On the Conceptual Confusions of Jurisprudence
Author(s) -
Aaron J. Rappaport
Publication year - 2013
Publication title -
ssrn electronic journal
Language(s) - English
Resource type - Journals
ISSN - 1556-5068
DOI - 10.2139/ssrn.2317570
Subject(s) - jurisprudence , law , epistemology , political science , law and economics , computer science , sociology , philosophy
For more than half a century, legal theorists have tried to identify and describe the concept of law, employing a method called “conceptual analysis” to pursue this goal. Yet the details of that methodology remain obscure, its merits largely accepted without careful analysis. A reassessment is long past due. This paper offers the first comprehensive survey of the way conceptual analysis has been used in legal theory. The paper identifies four different forms of conceptual analysis – the empirical, intuitive, categorical and contingent methods of analysis. After clarifying the core assumptions of each approach, the paper evaluates whether any of the four methods represent an appealing way of doing legal philosophy.
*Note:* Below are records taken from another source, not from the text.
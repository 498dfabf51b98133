//! Property-based tests for consensus invariants.

use num_bigint::BigUint;
use obol_consensus::{compact_to_target, target_to_compact, ConsensusParams, EraFlags};
use obol_consensus::stake_entropy_bit;
use obol_types::{sha256d, Block, BlockHeader, Hash256, Script, COIN};
use obol_validator::{ValidatorRegistry, VALIDATOR_MIN_STAKE};
use proptest::prelude::*;

/// Canonical compact targets: mantissa with a non-zero, sign-free high
/// byte and a size that never truncates it.
fn arb_canonical_nbits() -> impl Strategy<Value = u32> {
    (3u32..=32, 0x01_0000u32..=0x7f_ffff)
        .prop_map(|(size, mantissa)| (size << 24) | mantissa)
}

fn arb_hash256() -> impl Strategy<Value = Hash256> {
    prop::array::uniform32(any::<u8>()).prop_map(Hash256)
}

proptest! {
    #[test]
    fn prop_compact_round_trips(bits in arb_canonical_nbits()) {
        let target = compact_to_target(bits);
        prop_assert_eq!(target_to_compact(&target), bits);
    }

    #[test]
    fn prop_compact_monotone_in_size(mantissa in 0x01_0000u32..=0x7f_ffff, size in 4u32..=31) {
        let smaller = compact_to_target((size << 24) | mantissa);
        let larger = compact_to_target(((size + 1) << 24) | mantissa);
        prop_assert!(larger > smaller);
    }

    #[test]
    fn prop_numeric_cmp_matches_biguint_order(a in arb_hash256(), b in arb_hash256()) {
        let wide_a = BigUint::from_bytes_le(a.as_bytes());
        let wide_b = BigUint::from_bytes_le(b.as_bytes());
        prop_assert_eq!(a.numeric_cmp(&b), wide_a.cmp(&wide_b));
    }

    #[test]
    fn prop_entropy_bit_idempotent(signature in prop::collection::vec(any::<u8>(), 0..80), seed in any::<u32>()) {
        let params = ConsensusParams::regtest();
        let eras = EraFlags::at(&params, None, 0);
        let block = Block {
            header: BlockHeader {
                version: 3,
                prev_block: sha256d(&seed.to_le_bytes()),
                merkle_root: sha256d(b"mr"),
                time: 1_600_000_000u32.wrapping_add(seed),
                bits: 0x1d00ffff,
                nonce: 0,
            },
            transactions: Vec::new(),
            signature,
        };
        let bit = stake_entropy_bit(eras, &block);
        prop_assert!(bit <= 1);
        prop_assert_eq!(bit, stake_entropy_bit(eras, &block));
    }

    #[test]
    fn prop_score_stays_in_range(
        produced in 0u32..2_000,
        missed in 0u32..2_000,
        slashes in 0u32..4,
    ) {
        let registry = ValidatorRegistry::new();
        let id = registry
            .register(Script::from(vec![0x51]), 1_000 * COIN, 0)
            .unwrap();
        for _ in 0..produced.min(64) {
            registry.update_reputation(&id, true);
        }
        for _ in 0..missed.min(64) {
            registry.update_reputation(&id, false);
        }
        for _ in 0..slashes {
            let _ = registry.slash(&id, 0, 0.1);
        }
        let validator = registry.get(&id).unwrap();
        prop_assert!((0..=100).contains(&validator.reputation.score));
        prop_assert!(validator.staked_amount >= 0);
    }

    #[test]
    fn prop_registration_gate_is_exact(stake in 0i64..(64 * COIN)) {
        let registry = ValidatorRegistry::new();
        let outcome = registry.register(Script::from(vec![0x51]), stake, 0);
        prop_assert_eq!(outcome.is_ok(), stake >= VALIDATOR_MIN_STAKE);
    }
}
The assessment, though preliminary, yields a sharply negative conclusion. Properly understood, the methods of conceptual analysis offer little appeal. Dramatic claims made by leading practitioners turn out to be, on closer inspection, either banal or wildly implausible. This conclusion, if accurate, raises deep concerns about the state of legal theory today. It means that theorists face a critical challenge – to identify a new methodology that can replace conceptual analysis as the dominant approach to jurisprudence. The paper concludes with a few thoughts on what that methodology might be, and how it might generate a more fruitful, more interesting, form of legal philosophy.